▶ [Task requirements]
Give back each line of the data exactly.

-------- Supplied data

//! Wire contracts for the imaging service.
//!
//! Bodies are decoded into these structs and converted into domain types
//! here, so malformed payloads surface as `ApiError::MalformedResponse`
//! instead of half-filled records.

use serde::Deserialize;

use crate::domain::{AnalysisResult, PatientRecord, PatientSummary, ScanImageRef};
use crate::ports::{ApiError, HealthStatus};

/// `POST /analyze-image` success body.
#[derive(Debug, Deserialize)]
pub(super) struct AnalyzeEnvelope {
    pub analysis: WireAnalysis,
    #[serde(default)]
    pub filename: Option<String>,
    #[serde(default)]
    pub timestamp: Option<String>,
}

#[derive(Debug, Deserialize)]
pub(super) struct WireAnalysis {
    pub diagnosis: String,
    #[serde(default)]
    pub description: String,
    pub confidence: f64,
    #[serde(default)]
    pub severity: Option<String>,
    #[serde(default)]
    pub scan_type: String,
    #[serde(default)]
    pub analysis_time: String,
    #[serde(default)]
    pub recommendations: Vec<String>,
}

impl TryFrom<WireAnalysis> for AnalysisResult {
    type Error = ApiError;

    fn try_from(wire: WireAnalysis) -> Result<Self, Self::Error> {
        if !wire.confidence.is_finite() || !(0.0..=100.0).contains(&wire.confidence) {
            return Err(ApiError::MalformedResponse(format!(
                "confidence {} outside [0, 100]",
                wire.confidence
            )));
        }

        Ok(Self {
            diagnosis: wire.diagnosis,
            description: wire.description,
            confidence: wire.confidence,
            severity: wire.severity,
            scan_type: wire.scan_type,
            analysis_time: wire.analysis_time,
            recommendations: wire.recommendations,
            received_at: chrono::Utc::now(),
        })
    }
}

/// `GET /patients/search` body.
#[derive(Debug, Deserialize)]
pub(super) struct SearchEnvelope {
    pub patients: Vec<WireSummary>,
}

#[derive(Debug, Deserialize)]
pub(super) struct WireSummary {
    pub patient_id: String,
    pub name: String,
    pub age: u32,
    pub gender: String,
    pub diagnosis: String,
}

impl From<WireSummary> for PatientSummary {
    fn from(wire: WireSummary) -> Self {
        Self {
            patient_id: wire.patient_id,
            name: wire.name,
            age: wire.age,
            gender: wire.gender,
            diagnosis: wire.diagnosis,
        }
    }
}

/// `GET /patient/{id}` body: either the record itself or `{ patient: ... }`.
#[derive(Debug, Deserialize)]
#[serde(untagged)]
pub(super) enum PatientEnvelope {
    Wrapped { patient: WirePatient },
    Bare(WirePatient),
}

impl PatientEnvelope {
    pub fn into_patient(self) -> WirePatient {
        match self {
            Self::Wrapped { patient } | Self::Bare(patient) => patient,
        }
    }
}

#[derive(Debug, Deserialize)]
pub(super) struct WirePatient {
    #[serde(flatten)]
    pub summary: WireSummary,
    #[serde(default)]
    pub medical_summary: Option<String>,
    #[serde(default)]
    pub medical_history: Option<String>,
    #[serde(default)]
    pub scan_type: Option<String>,
    #[serde(default)]
    pub scan_images: Vec<String>,
}

impl From<WirePatient> for PatientRecord {
    fn from(wire: WirePatient) -> Self {
        Self {
            summary: wire.summary.into(),
            medical_summary: wire.medical_summary,
            medical_history: wire.medical_history,
            scan_type: wire.scan_type,
            scan_images: wire.scan_images.into_iter().map(ScanImageRef).collect(),
        }
    }
}

/// `GET /health` body.
#[derive(Debug, Deserialize)]
pub(super) struct WireHealth {
    pub status: String,
}

impl From<WireHealth> for HealthStatus {
    fn from(wire: WireHealth) -> Self {
        Self {
            status: wire.status,
        }
    }
}

/// Error body of non-2xx responses. Only a string `detail` is honoured;
/// validation errors that carry structured detail are treated as absent.
#[derive(Debug, Deserialize)]
struct ErrorBody {
    #[serde(default)]
    detail: Option<serde_json::Value>,
}

pub(super) fn error_detail(body: &[u8]) -> Option<String> {
    let parsed: ErrorBody = serde_json::from_slice(body).ok()?;
    match parsed.detail? {
        serde_json::Value::String(detail) if !detail.trim().is_empty() => Some(detail),
        _ => None,
    }
}

/// Decode a success body into `T`.
pub(super) fn decode<T: serde::de::DeserializeOwned>(body: &[u8]) -> Result<T, ApiError> {
    serde_json::from_slice(body).map_err(|e| ApiError::MalformedResponse(e.to_string()))
}

#[cfg(test)]
mod tests {
    use super::*;

    #[test]
    fn test_analysis_with_optional_fields_missing() {
        let body = br#"{"analysis":{"diagnosis":"Glioma","confidence":92,"severity":"High","scan_type":"MRI","analysis_time":"2.1s","recommendations":["Consult oncologist"]}}"#;
        let envelope: AnalyzeEnvelope = decode(body).expect("decode");
        let result = AnalysisResult::try_from(envelope.analysis).expect("valid");
        assert_eq!(result.diagnosis, "Glioma");
        assert_eq!(result.description, "");
        assert_eq!(result.confidence, 92.0);
        assert_eq!(result.recommendations, vec!["Consult oncologist".to_string()]);
    }

    #[test]
    fn test_analysis_confidence_out_of_range() {
        let body = br#"{"analysis":{"diagnosis":"Glioma","confidence":140}}"#;
        let envelope: AnalyzeEnvelope = decode(body).expect("decode");
        let err = AnalysisResult::try_from(envelope.analysis).unwrap_err();
        assert!(matches!(err, ApiError::MalformedResponse(_)));
    }

    #[test]
    fn test_missing_analysis_is_malformed() {
        let err = decode::<AnalyzeEnvelope>(br#"{"success":true}"#).unwrap_err();
        assert!(matches!(err, ApiError::MalformedResponse(_)));
    }

    #[test]
    fn test_patient_envelope_shapes() {
        let bare = br#"{"patient_id":"P001","name":"John Smith","age":45,"gender":"Male","diagnosis":"Glioma","medical_history":"Headaches","medical_summary":"AI Summary","scan_images":["/images/glioma/sample1.jpg"]}"#;
        let record: PatientRecord = decode::<PatientEnvelope>(bare).expect("bare").into_patient().into();
        assert_eq!(record.patient_id(), "P001");
        assert_eq!(record.scan_images.len(), 1);

        let wrapped = br#"{"success":true,"patient":{"patient_id":"P0002","name":"Sarah Johnson","age":32,"gender":"Female","diagnosis":"Normal","scan_type":"CT"}}"#;
        let record: PatientRecord = decode::<PatientEnvelope>(wrapped).expect("wrapped").into_patient().into();
        assert_eq!(record.patient_id(), "P0002");
        assert_eq!(record.scan_type_label(), "CT");
        assert!(record.scan_images.is_empty());
    }

    #[test]
    fn test_error_detail_only_accepts_strings() {
        assert_eq!(
            error_detail(br#"{"detail":"Invalid image file"}"#),
            Some("Invalid image file".to_string())
        );
        assert_eq!(error_detail(br#"{"detail":[{"loc":["query"]}]}"#), None);
        assert_eq!(error_detail(br#"{"detail":""}"#), None);
        assert_eq!(error_detail(b"<html>Bad Gateway</html>"), None);
    }
}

----------------

▶ [Expected answer]
//! Wire contracts for the imaging service.
//!
//! Bodies are decoded into these structs and converted into domain types
//! here, so malformed payloads surface as `ApiError::MalformedResponse`
//! instead of half-filled records.

use serde::Deserialize;

use crate::domain::{AnalysisResult, PatientRecord, PatientSummary, ScanImageRef};
use crate::ports::{ApiError, HealthStatus};

/// `POST /analyze-image` success body.
#[derive(Debug, Deserialize)]
pub(super) struct AnalyzeEnvelope {
    pub analysis: WireAnalysis,
    #[serde(default)]
    pub filename: Option<String>,
    #[serde(default)]
    pub timestamp: Option<String>,
}

#[derive(Debug, Deserialize)]
pub(super) struct WireAnalysis {
    pub diagnosis: String,
    #[serde(default)]
    pub description: String,
    pub confidence: f64,
    #[serde(default)]
    pub severity: Option<String>,
    #[serde(default)]
    pub scan_type: String,
    #[serde(default)]
    pub analysis_time: String,
    #[serde(default)]
    pub recommendations: Vec<String>,
}

impl TryFrom<WireAnalysis> for AnalysisResult {
    type Error = ApiError;

    fn try_from(wire: WireAnalysis) -> Result<Self, Self::Error> {
        if !wire.confidence.is_finite() || !(0.0..=100.0).contains(&wire.confidence) {
            return Err(ApiError::MalformedResponse(format!(
                "confidence {} outside [0, 100]",
                wire.confidence
            )));
        }

        Ok(Self {
            diagnosis: wire.diagnosis,
            description: wire.description,
            confidence: wire.confidence,
            severity: wire.severity,
            scan_type: wire.scan_type,
            analysis_time: wire.analysis_time,
            recommendations: wire.recommendations,
            received_at: chrono::Utc::now(),
        })
    }
}

/// `GET /patients/search` body.
#[derive(Debug, Deserialize)]
pub(super) struct SearchEnvelope {
    pub patients: Vec<WireSummary>,
}

#[derive(Debug, Deserialize)]
pub(super) struct WireSummary {
    pub patient_id: String,
    pub name: String,
    pub age: u32,
    pub gender: String,
    pub diagnosis: String,
}

impl From<WireSummary> for PatientSummary {
    fn from(wire: WireSummary) -> Self {
        Self {
            patient_id: wire.patient_id,
            name: wire.name,
            age: wire.age,
            gender: wire.gender,
            diagnosis: wire.diagnosis,
        }
    }
}

/// `GET /patient/{id}` body: either the record itself or `{ patient: ... }`.
#[derive(Debug, Deserialize)]
#[serde(untagged)]
pub(super) enum PatientEnvelope {
    Wrapped { patient: WirePatient },
    Bare(WirePatient),
}

impl PatientEnvelope {
    pub fn into_patient(self) -> WirePatient {
        match self {
            Self::Wrapped { patient } | Self::Bare(patient) => patient,
        }
    }
}

#[derive(Debug, Deserialize)]
pub(super) struct WirePatient {
    #[serde(flatten)]
    pub summary: WireSummary,
    #[serde(default)]
    pub medical_summary: Option<String>,
    #[serde(default)]
    pub medical_history: Option<String>,
    #[serde(default)]
    pub scan_type: Option<String>,
    #[serde(default)]
    pub scan_images: Vec<String>,
}

impl From<WirePatient> for PatientRecord {
    fn from(wire: WirePatient) -> Self {
        Self {
            summary: wire.summary.into(),
            medical_summary: wire.medical_summary,
            medical_history: wire.medical_history,
            scan_type: wire.scan_type,
            scan_images: wire.scan_images.into_iter().map(ScanImageRef).collect(),
        }
    }
}

/// `GET /health` body.
#[derive(Debug, Deserialize)]
pub(super) struct WireHealth {
    pub status: String,
}

impl From<WireHealth> for HealthStatus {
    fn from(wire: WireHealth) -> Self {
        Self {
            status: wire.status,
        }
    }
}

/// Error body of non-2xx responses. Only a string `detail` is honoured;
/// validation errors that carry structured detail are treated as absent.
#[derive(Debug, Deserialize)]
struct ErrorBody {
    #[serde(default)]
    detail: Option<serde_json::Value>,
}

pub(super) fn error_detail(body: &[u8]) -> Option<String> {
    let parsed: ErrorBody = serde_json::from_slice(body).ok()?;
    match parsed.detail? {
        serde_json::Value::String(detail) if !detail.trim().is_empty() => Some(detail),
        _ => None,
    }
}

/// Decode a success body into `T`.
pub(super) fn decode<T: serde::de::DeserializeOwned>(body: &[u8]) -> Result<T, ApiError> {
    serde_json::from_slice(body).map_err(|e| ApiError::MalformedResponse(e.to_string()))
}

#[cfg(test)]
mod tests {
    use super::*;

    #[test]
    fn test_analysis_with_optional_fields_missing() {
        let body = br#"{"analysis":{"diagnosis":"Glioma","confidence":92,"severity":"High","scan_type":"MRI","analysis_time":"2.1s","recommendations":["Consult oncologist"]}}"#;
        let envelope: AnalyzeEnvelope = decode(body).expect("decode");
        let result = AnalysisResult::try_from(envelope.analysis).expect("valid");
        assert_eq!(result.diagnosis, "Glioma");
        assert_eq!(result.description, "");
        assert_eq!(result.confidence, 92.0);
        assert_eq!(result.recommendations, vec!["Consult oncologist".to_string()]);
    }

    #[test]
    fn test_analysis_confidence_out_of_range() {
        let body = br#"{"analysis":{"diagnosis":"Glioma","confidence":140}}"#;
        let envelope: AnalyzeEnvelope = decode(body).expect("decode");
        let err = AnalysisResult::try_from(envelope.analysis).unwrap_err();
        assert!(matches!(err, ApiError::MalformedResponse(_)));
    }

    #[test]
    fn test_missing_analysis_is_malformed() {
        let err = decode::<AnalyzeEnvelope>(br#"{"success":true}"#).unwrap_err();
        assert!(matches!(err, ApiError::MalformedResponse(_)));
    }

    #[test]
    fn test_patient_envelope_shapes() {
        let bare = br#"{"patient_id":"P001","name":"John Smith","age":45,"gender":"Male","diagnosis":"Glioma","medical_history":"Headaches","medical_summary":"AI Summary","scan_images":["/images/glioma/sample1.jpg"]}"#;
        let record: PatientRecord = decode::<PatientEnvelope>(bare).expect("bare").into_patient().into();
        assert_eq!(record.patient_id(), "P001");
        assert_eq!(record.scan_images.len(), 1);

        let wrapped = br#"{"success":true,"patient":{"patient_id":"P0002","name":"Sarah Johnson","age":32,"gender":"Female","diagnosis":"Normal","scan_type":"CT"}}"#;
        let record: PatientRecord = decode::<PatientEnvelope>(wrapped).expect("wrapped").into_patient().into();
        assert_eq!(record.patient_id(), "P0002");
        assert_eq!(record.scan_type_label(), "CT");
        assert!(record.scan_images.is_empty());
    }

    #[test]
    fn test_error_detail_only_accepts_strings() {
        assert_eq!(
            error_detail(br#"{"detail":"Invalid image file"}"#),
            Some("Invalid image file".to_string())
        );
        assert_eq!(error_detail(br#"{"detail":[{"loc":["query"]}]}"#), None);
        assert_eq!(error_detail(br#"{"detail":""}"#), None);
        assert_eq!(error_detail(b"<html>Bad Gateway</html>"), None);
    }
}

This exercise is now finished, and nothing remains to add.